======== Data extracts ========

//! Lenient deserializers for columns whose historical data is inconsistent

use serde::{Deserialize, Deserializer};
use serde_json::Value;

/// Accept a string or numeric id and keep it as a string
pub mod option_id {
    use super::{Deserialize, Deserializer, Value};

    /// Deserialize `"abc"`, `42` or `null` into `Option<String>`
    ///
    /// # Errors
    ///
    /// Returns an error for booleans, arrays and objects.
    pub fn deserialize<'de, D>(deserializer: D) -> Result<Option<String>, D::Error>
    where
        D: Deserializer<'de>,
    {
        match Option::<Value>::deserialize(deserializer)? {
            None | Some(Value::Null) => Ok(None),
            Some(Value::String(s)) if s.is_empty() => Ok(None),
            Some(Value::String(s)) => Ok(Some(s)),
            Some(Value::Number(n)) => Ok(Some(n.to_string())),
            Some(other) => Err(serde::de::Error::custom(format!(
                "expected string or number id, got {other}"
            ))),
        }
    }
}

/// Deserialize a list column that may also hold a comma separated string
///
/// # Errors
///
/// Returns an error if the value is neither a string, an array nor null.
pub fn string_list<'de, D>(deserializer: D) -> Result<Vec<String>, D::Error>
where
    D: Deserializer<'de>,
{
    match Option::<Value>::deserialize(deserializer)? {
        None | Some(Value::Null) => Ok(Vec::new()),
        Some(Value::String(s)) => Ok(s
            .split(',')
            .map(str::trim)
            .filter(|s| !s.is_empty())
            .map(String::from)
            .collect()),
        Some(Value::Array(items)) => Ok(items
            .into_iter()
            .filter_map(|item| match item {
                Value::String(s) => Some(s.trim().to_string()),
                Value::Number(n) => Some(n.to_string()),
                _ => None,
            })
            .filter(|s| !s.is_empty())
            .collect()),
        Some(other) => Err(serde::de::Error::custom(format!(
            "expected list or string, got {other}"
        ))),
    }
}

/// Read `null` as the type's default
///
/// # Errors
///
/// Returns an error if a present value does not deserialize as `T`.
pub fn null_as_default<'de, D, T>(deserializer: D) -> Result<T, D::Error>
where
    D: Deserializer<'de>,
    T: Deserialize<'de> + Default,
{
    Option::<T>::deserialize(deserializer).map(Option::unwrap_or_default)
}
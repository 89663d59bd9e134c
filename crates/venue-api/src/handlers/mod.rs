//! HTTP request handlers

pub mod dashboard;
pub mod details;
pub mod employees;
pub mod health;
pub mod live_search;
pub mod records;
pub mod spotlight;
pub mod uploads;
pub mod users;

========

→ **Problem requirements**: From the data, work out how many lines include the word "None"; the reply is that number and nothing else.

→ **Answer to this task**: 4